Intelligent relevance: Related to the sorting method, frequency of posting is not necessarily how I determine relevance. I would also implement a Bayesian filter here to more intelligently guess what items I find interesting. But that's not the only way - one of the benefits of a central aggregation system is that Google knows how many other people have read, starred, shared or commented (via Reader) on each post I subscribe to. Surely this should be indicative of relevance, to the extent that my behavior tends to mirror that of other readers.

Saved searches: Let me save searches the way Outlook does, in dynamic folders. This way, I could create a dynamic "Mets" folder which would include a post from a finance blog that nonetheless mentioned David Wright.

Better searches: And while I'm searching, this is a Google product, so why is search so limited? Let me restrict my search by author, title, or content, and let me sort by relevance instead of recency. Time isn't necessarily the principal component of my search.

Grouping posts: Frequently, the same story is reported by various sources. A quick semantic analysis should be able to identify these posts and group them together, preferably with one of my preferred feeds as the top item. Google News does it. This is a little different from what Gmail does, however, since conversation tracking links emails that are explicitly related and this needs to imply similarity.

Filtering: What if I want to get Engadget's feed, except for posts that dare mention Apple? Let me set up filters to customize my feeds. Allowing me to save advanced searches would accomplish the same goal, since search recognizes operators like + and - and I can restrict my search to a specific feed. In the meantime, services like Feed Rinse and Yahoo Pipes are my options.

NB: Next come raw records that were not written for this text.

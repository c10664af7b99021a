//! Mod profile record and its component types.

use std::fmt;

use chrono::{DateTime, Utc};
use serde::{Deserialize, Serialize};

use super::files::Modfile;
use super::media::{LogoImageSet, ModMedia};
use super::user::UserProfile;

/// Moderation status of a mod.
#[derive(Debug, Clone, Copy, PartialEq, Eq, Hash, Serialize, Deserialize)]
#[serde(rename_all = "snake_case")]
pub enum ModStatus {
    /// Awaiting moderator acceptance, visible only to its team.
    NotAccepted,
    /// Accepted into the catalog.
    Accepted,
    /// Soft-deleted by its team or a moderator.
    Deleted,
}

impl fmt::Display for ModStatus {
    fn fmt(&self, f: &mut fmt::Formatter<'_>) -> fmt::Result {
        match self {
            ModStatus::NotAccepted => write!(f, "not accepted"),
            ModStatus::Accepted => write!(f, "accepted"),
            ModStatus::Deleted => write!(f, "deleted"),
        }
    }
}

/// Whether the mod appears in public listings.
#[derive(Debug, Clone, Copy, PartialEq, Eq, Hash, Serialize, Deserialize)]
#[serde(rename_all = "snake_case")]
pub enum ModVisibility {
    /// Reachable only by direct link or team members.
    Hidden,
    /// Browsable by everyone.
    Public,
}

impl fmt::Display for ModVisibility {
    fn fmt(&self, f: &mut fmt::Formatter<'_>) -> fmt::Result {
        match self {
            ModVisibility::Hidden => write!(f, "hidden"),
            ModVisibility::Public => write!(f, "public"),
        }
    }
}

/// One searchable key-value pair attached to a mod.
///
/// Pairs are compared by key *and* value: changing the value of an existing
/// key is a removal of the old pair plus an addition of the new one.
#[derive(Debug, Clone, PartialEq, Eq, Hash, Serialize, Deserialize)]
pub struct MetadataKvp {
    pub key: String,
    pub value: String,
}

impl MetadataKvp {
    pub fn new(key: impl Into<String>, value: impl Into<String>) -> Self {
        Self {
            key: key.into(),
            value: value.into(),
        }
    }
}

/// Server-side metadata record describing one mod.
///
/// String fields the author has not filled in are empty rather than absent.
#[derive(Debug, Clone, PartialEq, Serialize, Deserialize)]
pub struct ModProfile {
    /// Catalog id of the mod.
    pub id: u32,
    /// Game the mod belongs to.
    pub game_id: u32,
    /// Moderation status.
    pub status: ModStatus,
    /// Listing visibility.
    pub visibility: ModVisibility,
    /// User who registered the mod.
    pub submitted_by: UserProfile,
    /// When the mod was registered.
    pub date_added: DateTime<Utc>,
    /// When the profile last changed.
    pub date_updated: DateTime<Utc>,
    /// When the mod became publicly visible.
    pub date_live: DateTime<Utc>,
    /// Display name.
    pub name: String,
    /// URL-safe handle derived from the name.
    pub name_id: String,
    /// One-paragraph summary.
    pub summary: String,
    /// Full HTML description, empty when unset.
    pub description: String,
    /// External homepage, empty when unset.
    pub homepage_url: String,
    /// Opaque developer-defined payload, empty when unset.
    pub metadata_blob: String,
    /// Logo renditions.
    pub logo: LogoImageSet,
    /// Attached media.
    pub media: ModMedia,
    /// Tag names applied to the mod.
    pub tags: Vec<String>,
    /// Searchable key-value pairs.
    pub metadata_kvps: Vec<MetadataKvp>,
    /// The current build, `None` while no build has been uploaded.
    pub modfile: Option<Modfile>,
}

And that's all I've got off the top of my head. Basically, a mix of applied machine learning and explicit parameter definitions aimed at making Google Reader something more than just a chronological list of syndicated news. In particular, the trouble with Google's current autosort is that when I turn it on, I get the feeling that all is not quite right. A good behind-the-scenes relevance engine will feel "right" because it aligns with what I want to see. Unfortunately, one can't always depend on users to express what they feel, which is why explicitly defined filtering systems often fail (or at least are suboptimal). Bayesian filters and the like have the advantage of learning behavior; their development and implementation is nothing new and I think there are few areas begging to be addressed in this way as much as Google Reader.

What would you change?